Именно поэтому такую необходимость событий во времени по естественному закону причинности можно называть механизмом природы, хотя мы вовсе не хотим этим сказать, будто вещи, подчиненные ему, должны быть действительными материальными машинами. Здесь обращается лишь внимание на необходимость связи событий во временном ряду, так, как они развиваются по закону природы, как бы ни назывался субъект, в котором происходят эти события, – automaton materiale, когда механизм приводится в действие материей, или – вместе с Лейбницем – automaton spirituale, когда он приводится в действие представлениями; и если бы свобода нашей воли была только как automaton spirituale (скажем, психологической и относительной, а не трансцендентальной, т. е. абсолютной, одновременно), то в сущности она была бы не лучше свободы приспособления для вращения вертела, которое, однажды заведенное, само собой совершает свои движения.
Чтобы устранить кажущееся противоречие между механизмом природы и свободы в одном и том же поступке в приведенном случае, надо вспомнить то, что было сказано в «Критике чистого разума» или что вытекает оттуда: естественная необходимость, несовместимая со свободой субъекта, присуща лишь определениям той вещи, которая подчинена условиям времени, стало быть, лишь определениям действующего субъекта как явления, следовательно, поскольку определяющие основания каждого его поступка лежат в том, что относится к прошедшему времени и уже не в его власти (сюда надо отнести его совершенные уже поступки и определимый этим характер в его собственных глазах как феномена).
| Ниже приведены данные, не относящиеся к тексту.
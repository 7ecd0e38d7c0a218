//! YAML serialization for generated files.
//!
//! `serde_yaml` writes block sequences flush with their parent key:
//!
//! ```yaml
//! branches:
//! - main
//! ```
//!
//! Generated workflows and linter configs indent them by two spaces under
//! the key instead, which is what hand-written GitHub workflow files look
//! like. [`to_string`] serializes with `serde_yaml` and then re-indents the
//! result line by line. Scalar content is never touched.

use serde::Serialize;

use crate::error::Result;

const INDENT: usize = 2;

/// Serializes `value` with block sequences indented under their key.
pub fn to_string<T: Serialize + ?Sized>(value: &T) -> Result<String> {
    Ok(indent_sequences(&serde_yaml::to_string(value)?))
}

/// A block sequence that is currently open.
struct OpenSequence {
    /// Column of its `-` markers in the input.
    column: usize,
    /// Whether it hangs off a mapping key and therefore gets shifted.
    shifted: bool,
}

/// Block scalar whose content lines are being copied verbatim.
struct OpenScalar {
    /// Column of the mapping that owns the scalar; content is deeper.
    owner: usize,
    shift: usize,
}

/// Indents every block sequence nested under a mapping key by [`INDENT`]
/// columns per enclosing sequence.
pub(crate) fn indent_sequences(yaml: &str) -> String {
    let mut out = String::with_capacity(yaml.len() + yaml.len() / 4);
    let mut open: Vec<OpenSequence> = Vec::new();
    let mut scalar: Option<OpenScalar> = None;
    let mut after_key = false;

    for line in yaml.lines() {
        let column = line.len() - line.trim_start_matches(' ').len();
        let content = &line[column..];

        if let Some(s) = &scalar {
            if content.is_empty() {
                out.push('\n');
                continue;
            }
            if column > s.owner {
                push_line(&mut out, s.shift, line);
                continue;
            }
            scalar = None;
        }

        while let Some(top) = open.last() {
            if top.column > column || (top.column == column && !is_item(content)) {
                open.pop();
            } else {
                break;
            }
        }

        // `- - a` opens one sequence per marker; only the outermost can
        // hang off a key.
        let markers = leading_markers(content);
        if markers > 0 && open.last().map(|s| s.column) != Some(column) {
            open.push(OpenSequence {
                column,
                shifted: after_key,
            });
        }
        for depth in 1..markers {
            let inner = column + depth * INDENT;
            if open.last().map(|s| s.column) != Some(inner) {
                open.push(OpenSequence {
                    column: inner,
                    shifted: false,
                });
            }
        }

        let shift = INDENT * open.iter().filter(|s| s.shifted).count();
        push_line(&mut out, shift, line);

        if starts_block_scalar(content) {
            scalar = Some(OpenScalar {
                owner: column + markers * INDENT,
                shift,
            });
        }
        after_key = content.ends_with(':');
    }

    out
}

fn push_line(out: &mut String, shift: usize, line: &str) {
    if !line.is_empty() {
        out.push_str(&" ".repeat(shift));
    }
    out.push_str(line);
    out.push('\n');
}

fn is_item(content: &str) -> bool {
    content == "-" || content.starts_with("- ")
}

/// Number of `- ` sequence markers at the start of `content`.
fn leading_markers(mut content: &str) -> usize {
    let mut markers = 0;
    while is_item(content) {
        markers += 1;
        content = content.get(2..).unwrap_or_default();
    }
    markers
}

/// Whether the line ends in a block scalar header such as `|`, `|-` or `>2`.
fn starts_block_scalar(content: &str) -> bool {
    let header = content.rsplit(' ').next().unwrap_or_default();
    let mut chars = header.chars();
    if !matches!(chars.next(), Some('|' | '>')) || !chars.all(|c| matches!(c, '+' | '-' | '0'..='9')) {
        return false;
    }
    let head = content[..content.len() - header.len()].trim_end();
    head.is_empty() || head.ends_with(':') || head.ends_with('-')
}
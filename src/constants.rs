//! Default values and shared literals for cicd-maker.
//!
//! Everything here is a process-wide constant: versions of the base images
//! and tools that generated files pin, the GitHub Actions the workflows
//! reference, and the banner that every generated file with comment syntax
//! starts with.

/// Banner written at the top of every generated file that supports `#`
/// comments. Must stay byte-identical across runs.
pub const AUTOGENERATED_HEADER: &str = "\
################################################################################
# This file is AUTOGENERATED with <https://github.com/cicd-maker/cicd-maker>   #
# Edit cicd-maker.yaml instead.                                                #
################################################################################";

/// Name of the configuration file read by default.
pub const CONFIG_FILENAME: &str = "cicd-maker.yaml";

/// Name of the dependency manifest scanned for facts.
pub const MOD_FILENAME: &str = "go.mod";

pub const DEFAULT_ALPINE_IMAGE: &str = "3.18";
pub const DEFAULT_GOLANG_IMAGE_PREFIX: &str = "1.21.4-alpine";

pub const DEFAULT_GO_VERSION: &str = "1.21";
pub const DEFAULT_POSTGRES_VERSION: &str = "12";
pub const DEFAULT_LINKERD_AWAIT_VERSION: &str = "0.2.7";
pub const DEFAULT_K8S_ENVTEST_VERSION: &str = "1.26.x!";
/// Kubernetes version of the clusters the applications are deployed to.
pub const DEFAULT_K8S_VERSION: &str = "1.26";

pub const DEFAULT_GITHUB_COM_RUNNER_TYPE: &str = "ubuntu-latest";
pub const DEFAULT_GITHUB_ENTERPRISE_RUNNER_TYPE: [&str; 3] = ["self-hosted", "Linux", "X64"];

/// Host of the public GitHub instance; anything else is treated as an
/// internal instance with self-hosted runners.
pub const GITHUB_COM_HOST: &str = "github.com";

pub const CHECKOUT_ACTION: &str = "actions/checkout@v4";
pub const SETUP_GO_ACTION: &str = "actions/setup-go@v4";
pub const UPLOAD_ARTIFACT_ACTION: &str = "actions/upload-artifact@v3";
pub const DOWNLOAD_ARTIFACT_ACTION: &str = "actions/download-artifact@v3";
pub const DEPENDENCY_REVIEW_ACTION: &str = "actions/dependency-review-action@v3";

pub const DOCKER_LOGIN_ACTION: &str = "docker/login-action@v3";
pub const DOCKER_METADATA_ACTION: &str = "docker/metadata-action@v5";
pub const DOCKER_BUILD_PUSH_ACTION: &str = "docker/build-push-action@v5";

pub const CODEQL_INIT_ACTION: &str = "github/codeql-action/init@v2";
pub const CODEQL_ANALYZE_ACTION: &str = "github/codeql-action/analyze@v2";
pub const CODEQL_AUTOBUILD_ACTION: &str = "github/codeql-action/autobuild@v2";

pub const COVERALLS_ACTION: &str = "coverallsapp/github-action@v2";
pub const GOLANGCI_LINT_ACTION: &str = "golangci/golangci-lint-action@v3";
pub const GOVULNCHECK_ACTION: &str = "golang/govulncheck-action@v1";
pub const MISSPELL_ACTION: &str = "reviewdog/action-misspell@v1";
//! Scan command implementation
//!
//! Prints the facts the generator derives from `go.mod` as pretty JSON, for
//! debugging why a workflow step or renovate rule was (not) generated.

use anyhow::Result;
use clap::Args;
use std::path::PathBuf;

use cicd_maker::constants::MOD_FILENAME;
use cicd_maker::scan;

/// Arguments for the scan command
#[derive(Args, Debug)]
pub struct ScanArgs {
    /// Path to the go.mod file
    #[arg(short, long, value_name = "PATH", default_value = MOD_FILENAME)]
    pub manifest: PathBuf,
}

/// Execute the scan command
pub fn execute(args: ScanArgs) -> Result<()> {
    let facts = scan::scan_file(&args.manifest)?;
    println!("{}", serde_json::to_string_pretty(&facts)?);
    Ok(())
}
Но тот же субъект, который, с другой стороны, сознает себя также как вещь саму по себе, рассматривает свое существование, поскольку оно не подчинено условиям времени, а себя самого как существо, определяемое только законом, который оно дает самому себе разумом; и в этом его существовании для него нет ничего предшествующего определению его воли, а каждый поступок и вообще каждое сменяющееся сообразно с внутренним чувством определение его существования, даже весь последовательный ряд его существования как принадлежащего к чувственно воспринимаемому миру существа следует рассматривать в сознании его интеллигибельного существования только как следствие, но отнюдь не как определяющее основание причинности его как ноумена. В этом отношении разумное существо может с полным основанием сказать о каждом своем нарушающем закон поступке, что оно могло бы и не совершить его, хотя как явление этот поступок в проистекшем [времени] достаточно определен и потому неминуемо необходим; в самом деле, этот поступок со всем проистекшим, что его определяет, принадлежит к единственному феномену его характера, который он сам создает себе и на основании которого он сам приписывает себе как причине, независимой от всякой чувственности, причинность этих явлений.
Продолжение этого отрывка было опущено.